● Work task:
Across the entries below, how many lines have the string "TileIndexError" in them? Reply with only the number.
--- START ---
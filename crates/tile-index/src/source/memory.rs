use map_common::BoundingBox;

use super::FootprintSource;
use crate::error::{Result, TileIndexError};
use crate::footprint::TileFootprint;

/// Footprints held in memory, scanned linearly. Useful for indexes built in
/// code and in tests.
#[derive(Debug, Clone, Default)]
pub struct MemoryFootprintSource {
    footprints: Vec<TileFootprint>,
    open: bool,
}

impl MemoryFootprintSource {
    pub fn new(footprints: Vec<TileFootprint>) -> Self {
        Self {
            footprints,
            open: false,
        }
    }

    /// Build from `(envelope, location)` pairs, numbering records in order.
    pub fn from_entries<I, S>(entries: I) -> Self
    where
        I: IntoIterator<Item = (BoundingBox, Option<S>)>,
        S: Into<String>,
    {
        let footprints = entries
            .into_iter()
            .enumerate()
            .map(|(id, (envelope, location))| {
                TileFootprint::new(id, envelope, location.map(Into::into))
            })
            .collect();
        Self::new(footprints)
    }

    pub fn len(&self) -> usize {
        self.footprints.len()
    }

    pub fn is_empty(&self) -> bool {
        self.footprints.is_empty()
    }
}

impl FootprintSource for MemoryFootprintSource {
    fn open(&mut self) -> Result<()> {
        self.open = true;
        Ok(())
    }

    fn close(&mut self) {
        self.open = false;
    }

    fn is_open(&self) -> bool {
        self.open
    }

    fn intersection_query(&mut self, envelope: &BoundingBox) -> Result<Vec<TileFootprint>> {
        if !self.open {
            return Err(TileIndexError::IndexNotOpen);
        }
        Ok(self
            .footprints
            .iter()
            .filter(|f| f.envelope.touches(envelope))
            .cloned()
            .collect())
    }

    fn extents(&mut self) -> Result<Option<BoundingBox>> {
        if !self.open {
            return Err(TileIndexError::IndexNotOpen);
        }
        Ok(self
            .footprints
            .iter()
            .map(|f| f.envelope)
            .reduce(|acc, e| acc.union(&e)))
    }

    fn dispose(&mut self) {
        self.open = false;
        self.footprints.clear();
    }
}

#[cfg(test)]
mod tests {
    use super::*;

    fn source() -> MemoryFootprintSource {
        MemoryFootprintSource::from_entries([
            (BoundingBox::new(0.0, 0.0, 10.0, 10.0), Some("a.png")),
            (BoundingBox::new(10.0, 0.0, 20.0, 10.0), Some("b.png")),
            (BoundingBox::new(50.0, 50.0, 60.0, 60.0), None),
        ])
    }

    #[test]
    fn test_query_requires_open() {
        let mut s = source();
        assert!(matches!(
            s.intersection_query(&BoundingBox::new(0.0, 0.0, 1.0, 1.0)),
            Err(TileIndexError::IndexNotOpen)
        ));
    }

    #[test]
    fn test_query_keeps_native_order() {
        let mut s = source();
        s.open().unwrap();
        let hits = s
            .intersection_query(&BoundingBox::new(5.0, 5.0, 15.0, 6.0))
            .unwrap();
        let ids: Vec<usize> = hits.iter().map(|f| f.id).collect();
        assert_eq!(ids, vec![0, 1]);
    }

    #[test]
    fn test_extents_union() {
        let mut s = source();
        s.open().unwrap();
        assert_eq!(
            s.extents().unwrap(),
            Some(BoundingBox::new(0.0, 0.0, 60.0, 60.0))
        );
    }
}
--- END ---
● Response to this task:
4